* **WHAT THE TASK REQUIRES**: Nothing in the data may be changed; retype all of it.

* **INPUT FOR THIS TASK**:
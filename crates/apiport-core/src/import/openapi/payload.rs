use indexmap::IndexMap;
use serde::{Deserialize, Serialize};
use serde_json::Value;

use crate::schema::{MediaObject, SchemaOrRef};

/// A request body definition (OpenAPI 3.x).
#[derive(Debug, Clone, PartialEq, Default, Serialize, Deserialize)]
pub struct RequestBody {
    #[serde(skip_serializing_if = "Option::is_none")]
    pub description: Option<String>,

    #[serde(default, skip_serializing_if = "IndexMap::is_empty")]
    pub content: IndexMap<String, MediaObject>,

    #[serde(default)]
    pub required: bool,
}

/// A reference or inline request body.
#[derive(Debug, Clone, PartialEq, Serialize, Deserialize)]
#[serde(untagged)]
pub enum RequestBodyOrRef {
    Ref {
        #[serde(rename = "$ref")]
        ref_path: String,
    },
    RequestBody(RequestBody),
}

/// A response definition. OpenAPI 3.x uses the `content` map; Swagger 2.0
/// puts a single `schema` on the response directly.
#[derive(Debug, Clone, PartialEq, Default, Serialize, Deserialize)]
pub struct Response {
    #[serde(skip_serializing_if = "Option::is_none")]
    pub description: Option<String>,

    #[serde(default, skip_serializing_if = "IndexMap::is_empty")]
    pub content: IndexMap<String, MediaObject>,

    #[serde(skip_serializing_if = "Option::is_none")]
    pub schema: Option<SchemaOrRef>,

    #[serde(default, skip_serializing_if = "IndexMap::is_empty")]
    pub headers: IndexMap<String, HeaderObject>,
}

/// A reference or inline response.
#[derive(Debug, Clone, PartialEq, Serialize, Deserialize)]
#[serde(untagged)]
pub enum ResponseOrRef {
    Ref {
        #[serde(rename = "$ref")]
        ref_path: String,
    },
    Response(Response),
}

/// A response header declaration. Swagger 2.0 uses an inline `type`,
/// OpenAPI 3.x nests a schema.
#[derive(Debug, Clone, PartialEq, Default, Serialize, Deserialize)]
pub struct HeaderObject {
    #[serde(skip_serializing_if = "Option::is_none")]
    pub description: Option<String>,

    #[serde(rename = "type", skip_serializing_if = "Option::is_none")]
    pub header_type: Option<String>,

    #[serde(skip_serializing_if = "Option::is_none")]
    pub schema: Option<SchemaOrRef>,

    #[serde(skip_serializing_if = "Option::is_none")]
    pub example: Option<Value>,
}
use indexmap::IndexMap;
use serde::{Deserialize, Serialize};
use serde_json::Value;

use super::node::SchemaOrRef;
use super::resolve::deref_schema;
use crate::diagnostics::Diagnostics;

pub const APPLICATION_JSON: &str = "application/json";
pub const MULTIPART_FORM_DATA: &str = "multipart/form-data";
pub const FORM_URLENCODED: &str = "application/x-www-form-urlencoded";

/// One entry in a media-type map: a schema plus optional examples.
#[derive(Debug, Clone, PartialEq, Default, Serialize, Deserialize)]
pub struct MediaObject {
    #[serde(skip_serializing_if = "Option::is_none")]
    pub schema: Option<SchemaOrRef>,

    #[serde(skip_serializing_if = "Option::is_none")]
    pub example: Option<Value>,

    #[serde(skip_serializing_if = "Option::is_none")]
    pub examples: Option<ExamplesNode>,
}

/// `examples` comes in two shapes: a plain array (JSON Schema) or the
/// OpenAPI keyed-object form where each entry wraps its literal in `value`.
#[derive(Debug, Clone, PartialEq, Serialize, Deserialize)]
#[serde(untagged)]
pub enum ExamplesNode {
    List(Vec<Value>),
    Keyed(IndexMap<String, Value>),
}

impl ExamplesNode {
    pub fn first(&self) -> Option<Value> {
        match self {
            ExamplesNode::List(values) => values.first().cloned(),
            ExamplesNode::Keyed(map) => map.values().next().map(unwrap_keyed_example),
        }
    }
}

fn unwrap_keyed_example(entry: &Value) -> Value {
    match entry.get("value") {
        Some(inner) => inner.clone(),
        None => entry.clone(),
    }
}

/// Pick a content type from a media-type map: prefer `application/json`,
/// else the first declared key, else default to JSON.
pub fn extract_content_type(content: &IndexMap<String, MediaObject>) -> String {
    if content.contains_key(APPLICATION_JSON) {
        return APPLICATION_JSON.to_string();
    }
    content
        .keys()
        .next()
        .cloned()
        .unwrap_or_else(|| APPLICATION_JSON.to_string())
}

/// Declared example for a media-type entry: direct `example`, first of
/// `examples`, then whatever the (dereferenced) schema declares.
pub fn extract_example(
    media: &MediaObject,
    doc: Option<&Value>,
    diag: &mut Diagnostics,
) -> Option<Value> {
    if let Some(example) = &media.example {
        return Some(example.clone());
    }
    if let Some(first) = media.examples.as_ref().and_then(ExamplesNode::first) {
        return Some(first);
    }
    media
        .schema
        .as_ref()
        .and_then(|node| deref_schema(node, doc, diag))
        .and_then(|schema| schema.declared_example())
}

/// Form-encoded payloads carry per-field examples; a top-level example is
/// suppressed for them.
pub fn is_form_encoded(content_type: &str) -> bool {
    content_type.starts_with("multipart/") || content_type == FORM_URLENCODED
}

* **WRITTEN SOLUTION**:
filename crates/apiport-core/src/import/openapi/payload.rs
use indexmap::IndexMap;
use serde::{Deserialize, Serialize};
use serde_json::Value;

use crate::schema::{MediaObject, SchemaOrRef};

/// A request body definition (OpenAPI 3.x).
#[derive(Debug, Clone, PartialEq, Default, Serialize, Deserialize)]
pub struct RequestBody {
    #[serde(skip_serializing_if = "Option::is_none")]
    pub description: Option<String>,

    #[serde(default, skip_serializing_if = "IndexMap::is_empty")]
    pub content: IndexMap<String, MediaObject>,

    #[serde(default)]
    pub required: bool,
}

/// A reference or inline request body.
#[derive(Debug, Clone, PartialEq, Serialize, Deserialize)]
#[serde(untagged)]
pub enum RequestBodyOrRef {
    Ref {
        #[serde(rename = "$ref")]
        ref_path: String,
    },
    RequestBody(RequestBody),
}

/// A response definition. OpenAPI 3.x uses the `content` map; Swagger 2.0
/// puts a single `schema` on the response directly.
#[derive(Debug, Clone, PartialEq, Default, Serialize, Deserialize)]
pub struct Response {
    #[serde(skip_serializing_if = "Option::is_none")]
    pub description: Option<String>,

    #[serde(default, skip_serializing_if = "IndexMap::is_empty")]
    pub content: IndexMap<String, MediaObject>,

    #[serde(skip_serializing_if = "Option::is_none")]
    pub schema: Option<SchemaOrRef>,

    #[serde(default, skip_serializing_if = "IndexMap::is_empty")]
    pub headers: IndexMap<String, HeaderObject>,
}

/// A reference or inline response.
#[derive(Debug, Clone, PartialEq, Serialize, Deserialize)]
#[serde(untagged)]
pub enum ResponseOrRef {
    Ref {
        #[serde(rename = "$ref")]
        ref_path: String,
    },
    Response(Response),
}

/// A response header declaration. Swagger 2.0 uses an inline `type`,
/// OpenAPI 3.x nests a schema.
#[derive(Debug, Clone, PartialEq, Default, Serialize, Deserialize)]
pub struct HeaderObject {
    #[serde(skip_serializing_if = "Option::is_none")]
    pub description: Option<String>,

    #[serde(rename = "type", skip_serializing_if = "Option::is_none")]
    pub header_type: Option<String>,

    #[serde(skip_serializing_if = "Option::is_none")]
    pub schema: Option<SchemaOrRef>,

    #[serde(skip_serializing_if = "Option::is_none")]
    pub example: Option<Value>,
}
use indexmap::IndexMap;
use serde::{Deserialize, Serialize};
use serde_json::Value;

use super::node::SchemaOrRef;
use super::resolve::deref_schema;
use crate::diagnostics::Diagnostics;

pub const APPLICATION_JSON: &str = "application/json";
pub const MULTIPART_FORM_DATA: &str = "multipart/form-data";
pub const FORM_URLENCODED: &str = "application/x-www-form-urlencoded";

/// One entry in a media-type map: a schema plus optional examples.
#[derive(Debug, Clone, PartialEq, Default, Serialize, Deserialize)]
pub struct MediaObject {
    #[serde(skip_serializing_if = "Option::is_none")]
    pub schema: Option<SchemaOrRef>,

    #[serde(skip_serializing_if = "Option::is_none")]
    pub example: Option<Value>,

    #[serde(skip_serializing_if = "Option::is_none")]
    pub examples: Option<ExamplesNode>,
}

/// `examples` comes in two shapes: a plain array (JSON Schema) or the
/// OpenAPI keyed-object form where each entry wraps its literal in `value`.
#[derive(Debug, Clone, PartialEq, Serialize, Deserialize)]
#[serde(untagged)]
pub enum ExamplesNode {
    List(Vec<Value>),
    Keyed(IndexMap<String, Value>),
}

impl ExamplesNode {
    pub fn first(&self) -> Option<Value> {
        match self {
            ExamplesNode::List(values) => values.first().cloned(),
            ExamplesNode::Keyed(map) => map.values().next().map(unwrap_keyed_example),
        }
    }
}

fn unwrap_keyed_example(entry: &Value) -> Value {
    match entry.get("value") {
        Some(inner) => inner.clone(),
        None => entry.clone(),
    }
}

/// Pick a content type from a media-type map: prefer `application/json`,
/// else the first declared key, else default to JSON.
pub fn extract_content_type(content: &IndexMap<String, MediaObject>) -> String {
    if content.contains_key(APPLICATION_JSON) {
        return APPLICATION_JSON.to_string();
    }
    content
        .keys()
        .next()
        .cloned()
        .unwrap_or_else(|| APPLICATION_JSON.to_string())
}

/// Declared example for a media-type entry: direct `example`, first of
/// `examples`, then whatever the (dereferenced) schema declares.
pub fn extract_example(
    media: &MediaObject,
    doc: Option<&Value>,
    diag: &mut Diagnostics,
) -> Option<Value> {
    if let Some(example) = &media.example {
        return Some(example.clone());
    }
    if let Some(first) = media.examples.as_ref().and_then(ExamplesNode::first) {
        return Some(first);
    }
    media
        .schema
        .as_ref()
        .and_then(|node| deref_schema(node, doc, diag))
        .and_then(|schema| schema.declared_example())
}

/// Form-encoded payloads carry per-field examples; a top-level example is
/// suppressed for them.
pub fn is_form_encoded(content_type: &str) -> bool {
    content_type.starts_with("multipart/") || content_type == FORM_URLENCODED
}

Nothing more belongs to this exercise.